TAU researchers help discover smallest extra-solar planet yet

Discovery of CoRoT-Exo-7b brings astronomers closer to finding planets on which life could exist.

cool planets 88 (photo credit: )
cool planets 88
(photo credit: )
A Tel Aviv University team participated in research that has discovered a planet outside our solar system. This search is being carried out with help from the CoRoT satellite launched by the French Space Agency. Tuesday's announcement of the discovery was made at a Paris conference organized by the satellite's scientific team. CoRoT is short for Convection, Rotation and planetary Transits. Dr. Shai Zucker of the geophysics and planetary sciences department, and Prof. Zvi Mazeh and his student Avi Shprorer from the astrophysics department helped discover a planet called CoRoT-Exo-7b, which has a radius 70 percent larger and a mass four times greater than that of Earth. It is the smallest of the 330 planets discovered so far outside the solar system and is 390 light-years away, left of Orion in dim Monoceros, the Unicorn.

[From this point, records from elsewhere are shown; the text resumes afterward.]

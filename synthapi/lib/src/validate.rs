//! Validation of caller-supplied arguments against an endpoint's parameters.
//!
//! [`validate`] is a pure function: it performs no I/O and its result
//! depends only on its two inputs.

use std::collections::{BTreeMap, HashMap};

use crate::error::ValidationError;
use crate::types::{ParamType, Parameter};

/// Checks `values` against `schema`, reporting the first offending parameter.
///
/// Checks run in this order:
///
/// 1. every required parameter is present (schema order)
/// 2. every supplied key is declared (key order)
/// 3. each supplied value parses as its declared type, lies within its
///    inclusive `min`/`max` bounds and belongs to its `enum`, if any
///
/// ## Errors
///
/// Returns the [`ValidationError`] for the first failed check.
///
/// ## Examples
///
/// ```
/// use std::collections::BTreeMap;
/// use synthapi_lib::{validate, ParamType, Parameter};
///
/// let schema = vec![
///     Parameter::new("age", ParamType::Integer).with_range(Some(0.0), Some(120.0)),
/// ];
///
/// let mut values = BTreeMap::new();
/// values.insert("age".to_string(), "150".to_string());
///
/// let err = validate(&values, &schema).unwrap_err();
/// assert_eq!(err.to_string(), "age must be <= 120");
/// ```
pub fn validate(
    values: &BTreeMap<String, String>,
    schema: &[Parameter],
) -> Result<(), ValidationError> {
    let lookup: HashMap<&str, &Parameter> =
        schema.iter().map(|p| (p.name.as_str(), p)).collect();

    if let Some(missing) = schema
        .iter()
        .find(|p| p.required && !values.contains_key(&p.name))
    {
        return Err(ValidationError::MissingRequired {
            name: missing.name.clone(),
        });
    }

    if let Some(unknown) = values.keys().find(|k| !lookup.contains_key(k.as_str())) {
        return Err(ValidationError::Unknown {
            name: unknown.clone(),
        });
    }

    for (name, value) in values {
        // Presence was checked above.
        let Some(param) = lookup.get(name.as_str()) else {
            continue;
        };
        check_value(param, value)?;
    }

    Ok(())
}

fn check_value(param: &Parameter, value: &str) -> Result<(), ValidationError> {
    let invalid_type = || ValidationError::InvalidType {
        name: param.name.clone(),
        expected: param.param_type.to_string(),
        value: value.to_string(),
    };

    let numeric = match param.param_type {
        ParamType::Number => {
            let number = value.trim().parse::<f64>().map_err(|_| invalid_type())?;
            if number.is_nan() {
                return Err(invalid_type());
            }
            Some(number)
        }
        ParamType::Integer => Some(parse_integer(value).ok_or_else(invalid_type)?),
        ParamType::Boolean => {
            if !is_boolean_literal(value) {
                return Err(invalid_type());
            }
            None
        }
        _ => None,
    };

    if let Some(number) = numeric {
        let constraints = &param.constraints;
        if let Some(min) = constraints.min
            && number < min
        {
            return Err(ValidationError::BelowMinimum {
                name: param.name.clone(),
                min,
            });
        }
        if let Some(max) = constraints.max
            && number > max
        {
            return Err(ValidationError::AboveMaximum {
                name: param.name.clone(),
                max,
            });
        }
    }

    if !param.constraints.allowed.is_empty() {
        let allowed = param.constraints.allowed_literals();
        if !allowed.iter().any(|a| a == value) {
            return Err(ValidationError::NotInEnum {
                name: param.name.clone(),
                allowed,
            });
        }
    }

    Ok(())
}

/// Integer literals are unbounded; the returned value is only used for
/// range comparison.
fn parse_integer(value: &str) -> Option<f64> {
    let trimmed = value.trim();
    let digits = trimmed
        .strip_prefix(['+', '-'])
        .unwrap_or(trimmed);
    if digits.is_empty() || !digits.bytes().all(|b| b.is_ascii_digit()) {
        return None;
    }
    trimmed.parse::<f64>().ok()
}

fn is_boolean_literal(value: &str) -> bool {
    matches!(
        value.to_lowercase().as_str(),
        "true" | "false" | "1" | "0"
    )
}
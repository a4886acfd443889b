//! Library for turning free-text API documentation into a validated,
//! mockable API.
//!
//! Documentation is sent to an extraction service which returns parameter
//! candidates. These are cleaned into [`Parameter`] values, stored in an
//! OpenAPI-shaped [`ApiSpec`], and later used to [`validate`] caller
//! arguments before a request is dispatched to the mock-serving endpoint.
//!
//! ## Core Types
//!
//! - [`Parameter`] - One documented input with type and constraints
//! - [`EndpointSchema`] - The parameters of one `(method, path)` pair
//! - [`ApiSpec`] - A full specification document
//!
//! ## Extraction
//!
//! - [`DocParser`] - Documentation parser over an [`ExtractionService`]
//! - [`OpenAiExtractor`] - OpenAI-compatible chat-completions service
//! - [`clean_parameter`] / [`lint_parameters`] - Reply cleaning and advisory checks
//!
//! ## Registry and Storage
//!
//! - [`Registry`] - Add / list / mark-initialized / reset over a [`RegistryStore`]
//! - [`JsonFileRegistryStore`] - JSON file storage with file locking
//! - [`SpecWorkspace`] - Generated specification files
//!
//! ## Remote Calls
//!
//! - [`SynthClient`] - Upload, remote initialization and mock dispatch
//! - [`CaptureServer`] - Local browser form for describing an API
//! - [`initialize_api`] / [`extend_api`] / [`mock_get`] - Command workflows

mod capture;
mod client;
mod commands;
mod config;
mod error;
mod extraction;
mod openapi;
mod parser;
mod registry;
mod retry;
mod types;
mod validate;
mod workspace;

pub use capture::{CaptureHandle, CaptureOutcome, CaptureServer};
pub use client::{CLIENT_USER_AGENT, MockResponse, SynthClient};
pub use commands::{
    InitReport, RemoteTargets, begin_generate, extend_api, initialize_api, mock_get, store_capture,
};
pub use config::Config;
pub use error::{
    CaptureError, ClientError, ConfigError, ExtractionError, RegistryError, SynthError,
    ValidationError,
};
pub use extraction::OpenAiExtractor;
pub use openapi::{ApiSpec, Operation, ParameterSchema, SpecInfo, SpecParameter};
pub use parser::{
    CleanReport, DocParser, ExtractionReply, ExtractionRequest, ExtractionService,
    ParameterWarning, SYSTEM_PROMPT, build_prompt, clean_parameter, clean_parameters,
    lint_parameters, normalize_documentation, parse_reply,
};
pub use registry::{
    JsonFileRegistryStore, MemoryRegistryStore, Registry, RegistryEntry, RegistryStore,
    is_valid_api_name,
};
pub use types::{Constraints, EndpointSchema, ParamType, Parameter};
pub use validate::validate;
pub use workspace::SpecWorkspace;
use actix_web::{HttpResponse, Responder, get, web};

use crate::services::catalog::SettingsCache;

#[get("/v1/settings")]
/// Return the brand configuration and catalog the kiosk is running with.
///
/// Public: kiosks read it before any customer interaction.
pub async fn api_v1_settings(cache: web::Data<SettingsCache>) -> impl Responder {
    HttpResponse::Ok().json(&*cache.current())
}
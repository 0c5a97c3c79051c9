pub mod cart;
pub mod category;
pub mod flow;
pub mod money;
pub mod order;
pub mod pricing;
pub mod product;
pub mod session;
pub mod settings;
pub mod tracker;
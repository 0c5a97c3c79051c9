use diesel::prelude::*;

use crate::domain::category::Category as DomainCategory;

#[derive(Debug, Clone, Identifiable, Queryable, Selectable, Insertable)]
#[diesel(table_name = crate::schema::categories)]
pub struct Category {
    pub id: String,
    pub label: String,
    pub icon: String,
    pub background_image: Option<String>,
    pub position: i32,
}

impl Category {
    /// Row for `category` shown at `position` in the menu.
    pub fn from_domain(category: &DomainCategory, position: usize) -> Self {
        Self {
            id: category.id.clone(),
            label: category.label.clone(),
            icon: category.icon.clone(),
            background_image: category.background_image.clone(),
            position: i32::try_from(position).unwrap_or(i32::MAX),
        }
    }
}

impl From<Category> for DomainCategory {
    fn from(value: Category) -> Self {
        Self {
            id: value.id,
            label: value.label,
            icon: value.icon,
            background_image: value.background_image,
        }
    }
}
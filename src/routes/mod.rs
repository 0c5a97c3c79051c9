use actix_web::HttpResponse;
use actix_web::http::StatusCode;
use serde_json::json;

use crate::domain::flow::FlowError;
use crate::services::ServiceError;

pub mod admin;
pub mod api;
pub mod kiosk;

fn flow_status(err: &FlowError) -> StatusCode {
    match err {
        FlowError::IllegalTransition { .. } | FlowError::SubmissionInFlight => {
            StatusCode::CONFLICT
        }
        FlowError::EmptyCart
        | FlowError::InvalidDetails(_)
        | FlowError::UnknownProduct(_)
        | FlowError::ProductUnavailable(_)
        | FlowError::UnknownSize { .. }
        | FlowError::UnknownAddon { .. }
        | FlowError::Closed => StatusCode::UNPROCESSABLE_ENTITY,
    }
}

/// Map a service failure to a JSON error response.
///
/// Repository failures are logged under `context` and answered without
/// details.
pub(crate) fn error_response(err: &ServiceError, context: &str) -> HttpResponse {
    let status = match err {
        ServiceError::Unauthorized => StatusCode::UNAUTHORIZED,
        ServiceError::NotFound => StatusCode::NOT_FOUND,
        ServiceError::Form(_) => StatusCode::UNPROCESSABLE_ENTITY,
        ServiceError::Conflict(_) => StatusCode::CONFLICT,
        ServiceError::Flow(flow) => flow_status(flow),
        ServiceError::Repository(_) => {
            log::error!("{context}: {err}");
            return HttpResponse::InternalServerError().finish();
        }
    };

    HttpResponse::build(status).json(json!({ "error": err.to_string() }))
}
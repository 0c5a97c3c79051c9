use std::collections::BTreeSet;

use chrono::{NaiveDate, NaiveDateTime};
use diesel::prelude::*;

use crate::domain::category::Category as DomainCategory;
use crate::domain::product::Product as DomainProduct;
use crate::domain::settings::{AppSettings, WorkingHours};
use crate::models::{decode_json, encode_json};

/// Primary key of the singleton configuration row.
pub const CONFIG_ROW_ID: i32 = 1;

#[derive(Debug, Clone, Identifiable, Queryable, Selectable, Insertable)]
#[diesel(table_name = crate::schema::kiosk_config)]
pub struct KioskConfig {
    pub id: i32,
    pub brand_name: String,
    pub primary_color: String,
    pub theme_mode: String,
    pub currency: String,
    pub working_hours: String,
    pub force_holidays: String,
    pub notification_webhook_url: Option<String>,
    pub updated_at: NaiveDateTime,
}

impl KioskConfig {
    pub fn from_settings(settings: &AppSettings, updated_at: NaiveDateTime) -> Self {
        let theme: &'static str = settings.theme_mode.into();
        Self {
            id: CONFIG_ROW_ID,
            brand_name: settings.brand_name.clone(),
            primary_color: settings.primary_color.clone(),
            theme_mode: theme.to_string(),
            currency: settings.currency.clone(),
            working_hours: encode_json(&settings.working_hours, "kiosk_config.working_hours"),
            force_holidays: encode_json(&settings.force_holidays, "kiosk_config.force_holidays"),
            notification_webhook_url: settings.notification_webhook_url.clone(),
            updated_at,
        }
    }

    /// Assemble the full settings snapshot from the normalized rows.
    pub fn into_settings(
        self,
        categories: Vec<DomainCategory>,
        products: Vec<DomainProduct>,
    ) -> AppSettings {
        let mut working_hours: Vec<WorkingHours> =
            decode_json(&self.working_hours, "kiosk_config.working_hours");
        if working_hours.is_empty() {
            working_hours = AppSettings::default().working_hours;
        }
        let force_holidays: BTreeSet<NaiveDate> =
            decode_json(&self.force_holidays, "kiosk_config.force_holidays");

        AppSettings {
            brand_name: self.brand_name,
            primary_color: self.primary_color,
            theme_mode: self.theme_mode.as_str().into(),
            currency: self.currency,
            categories,
            products,
            working_hours,
            force_holidays,
            notification_webhook_url: self.notification_webhook_url,
        }
    }
}
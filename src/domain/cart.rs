use serde::{Deserialize, Serialize};

use crate::domain::money::Money;
use crate::domain::pricing;
use crate::domain::product::{AddonOption, Product, SizeOption};

/// Wire identifier that addresses every line of the cart.
pub const ALL_ITEMS_ID: &str = "ALL";

/// Delta used by clients to drop a line regardless of its quantity.
pub const REMOVE_ENTIRELY: i64 = -9999;

/// One distinct (product, size, add-on set) entry in the cart.
///
/// The product is a snapshot taken when the line was created; later catalog
/// edits do not change lines already in a cart.
#[derive(Debug, Serialize, Deserialize, Clone, PartialEq)]
#[serde(rename_all = "camelCase")]
pub struct CartItem {
    #[serde(flatten)]
    pub product: Product,
    /// Always at least one while the line is in a cart.
    pub quantity: u32,
    pub selected_size: SizeOption,
    #[serde(default)]
    pub selected_addons: Vec<AddonOption>,
}

impl CartItem {
    pub fn new(
        product: Product,
        quantity: u32,
        selected_size: SizeOption,
        selected_addons: Vec<AddonOption>,
    ) -> Self {
        let mut unique: Vec<AddonOption> = Vec::with_capacity(selected_addons.len());
        for addon in selected_addons {
            if !unique.iter().any(|existing| existing.label == addon.label) {
                unique.push(addon);
            }
        }

        Self {
            product,
            quantity,
            selected_size,
            selected_addons: unique,
        }
    }

    /// Price of a single unit including size and add-on deltas.
    pub fn unit_price(&self) -> Money {
        self.product.price
            + self.selected_size.price
            + self.selected_addons
                .iter()
                .map(|addon| addon.price)
                .sum::<Money>()
    }

    /// Whether this line has the same merge identity as the given selection.
    pub fn same_selection(
        &self,
        product_id: &str,
        size: &SizeOption,
        addons: &[AddonOption],
    ) -> bool {
        self.product.id == product_id
            && self.selected_size.label == size.label
            && same_addon_set(&self.selected_addons, addons)
    }
}

fn same_addon_set(left: &[AddonOption], right: &[AddonOption]) -> bool {
    let mut left: Vec<&AddonOption> = left.iter().collect();
    let mut right: Vec<&AddonOption> = right.iter().collect();
    left.sort_by(|a, b| a.label.cmp(&b.label));
    left.dedup_by(|a, b| a.label == b.label);
    right.sort_by(|a, b| a.label.cmp(&b.label));
    right.dedup_by(|a, b| a.label == b.label);
    left == right
}

/// Which lines a quantity adjustment applies to.
#[derive(Debug, Clone, PartialEq, Eq)]
pub enum CartTarget {
    /// Every line; any delta clears the cart.
    All,
    /// Every line holding this product id.
    Product(String),
    /// Exactly one line by position.
    Index(usize),
}

impl CartTarget {
    /// Map the wire addressing (`"ALL"`, product id, optional index) to a target.
    pub fn from_wire(id: &str, index: Option<usize>) -> Self {
        if id == ALL_ITEMS_ID {
            return CartTarget::All;
        }
        match index {
            Some(index) => CartTarget::Index(index),
            None => CartTarget::Product(id.to_string()),
        }
    }
}

/// Ordered collection of line items for the current customer.
#[derive(Debug, Clone, Default, Serialize, Deserialize, PartialEq)]
pub struct Cart {
    items: Vec<CartItem>,
}

impl Cart {
    pub fn new() -> Self {
        Self::default()
    }

    pub fn items(&self) -> &[CartItem] {
        &self.items
    }

    pub fn is_empty(&self) -> bool {
        self.items.is_empty()
    }

    pub fn total(&self) -> Money {
        pricing::cart_total(&self.items)
    }

    pub fn count(&self) -> u32 {
        pricing::cart_count(&self.items)
    }

    /// Merge the selection into a matching line or append a new one.
    /// Returns the index of the affected line, or `None` for a zero quantity.
    pub fn add(
        &mut self,
        product: &Product,
        quantity: u32,
        size: SizeOption,
        addons: Vec<AddonOption>,
    ) -> Option<usize> {
        if quantity == 0 {
            return None;
        }

        if let Some(index) = self
            .items
            .iter()
            .position(|item| item.same_selection(&product.id, &size, &addons))
        {
            let item = &mut self.items[index];
            item.quantity = item.quantity.saturating_add(quantity);
            return Some(index);
        }

        self.items
            .push(CartItem::new(product.clone(), quantity, size, addons));
        Some(self.items.len() - 1)
    }

    /// Apply `delta` to the targeted lines and drop lines that reach zero.
    /// Unknown ids and out of range indexes leave the cart untouched.
    pub fn update_quantity(&mut self, target: &CartTarget, delta: i64) {
        let apply = |item: &mut CartItem| {
            let next = i64::from(item.quantity) + delta;
            item.quantity = u32::try_from(next.max(0)).unwrap_or(u32::MAX);
        };

        match target {
            CartTarget::All => {
                self.clear();
                return;
            }
            CartTarget::Product(id) => self
                .items
                .iter_mut()
                .filter(|item| &item.product.id == id)
                .for_each(apply),
            CartTarget::Index(index) => {
                if let Some(item) = self.items.get_mut(*index) {
                    apply(item);
                }
            }
        }

        self.items.retain(|item| item.quantity > 0);
    }

    pub fn clear(&mut self) {
        self.items.clear();
    }
}
pub mod domain;
pub mod forms;
pub mod models;
pub mod realtime;
pub mod repository;
pub mod routes;
pub mod schema;
pub mod services;
pub mod webhook;

pub const SERVICE_ACCESS_ROLE: &str = "admin";
pub mod catalog;
pub mod checkout;
pub mod orders;

/// Trim `input`, collapse whitespace runs into single spaces and drop control
/// characters.
pub(crate) fn sanitize_inline(input: &str) -> String {
    let mut sanitized = String::with_capacity(input.len());
    let mut pending_space = false;

    for ch in input.trim().chars() {
        if ch.is_whitespace() {
            pending_space = !sanitized.is_empty();
        } else if !ch.is_control() {
            if pending_space {
                sanitized.push(' ');
                pending_space = false;
            }
            sanitized.push(ch);
        }
    }

    sanitized
}

/// Sanitize an optional field, mapping blank values to `None`.
pub(crate) fn sanitize_optional(input: Option<&str>) -> Option<String> {
    input.map(sanitize_inline).filter(|value| !value.is_empty())
}

/// Sanitize free text, keeping single line breaks between non-empty lines.
pub(crate) fn sanitize_multiline(input: &str) -> String {
    input
        .lines()
        .map(sanitize_inline)
        .filter(|line| !line.is_empty())
        .collect::<Vec<_>>()
        .join("\n")
}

This discovery brings astronomers closer to discovering extra-solar planets on which life could exist, though this newly revealed planet cannot sustain life. It revolves around its star once every 20 hours and is very close to it. As a result, its surface temperature is very hot, over 1,000 degrees Celsius - too hot for life forms. The French satellite searches for events in which a planet revolves around a distant star, hiding part of it from us on Earth for a short time. Such an event, which recurs with every revolution, makes it possible for researchers to measure the planet's radius, and observations from our planet result in estimates of its mass. When it hides the star, the light that reaches us is weakened us by 0.03%. Only measurements by a satellite outside the atmosphere allows such sensitivity. Even though Israel did not help fund the satellite's construction and launch, the Israeli scientists were invited to analyze its observations because they have proven their abilities to do so in the past.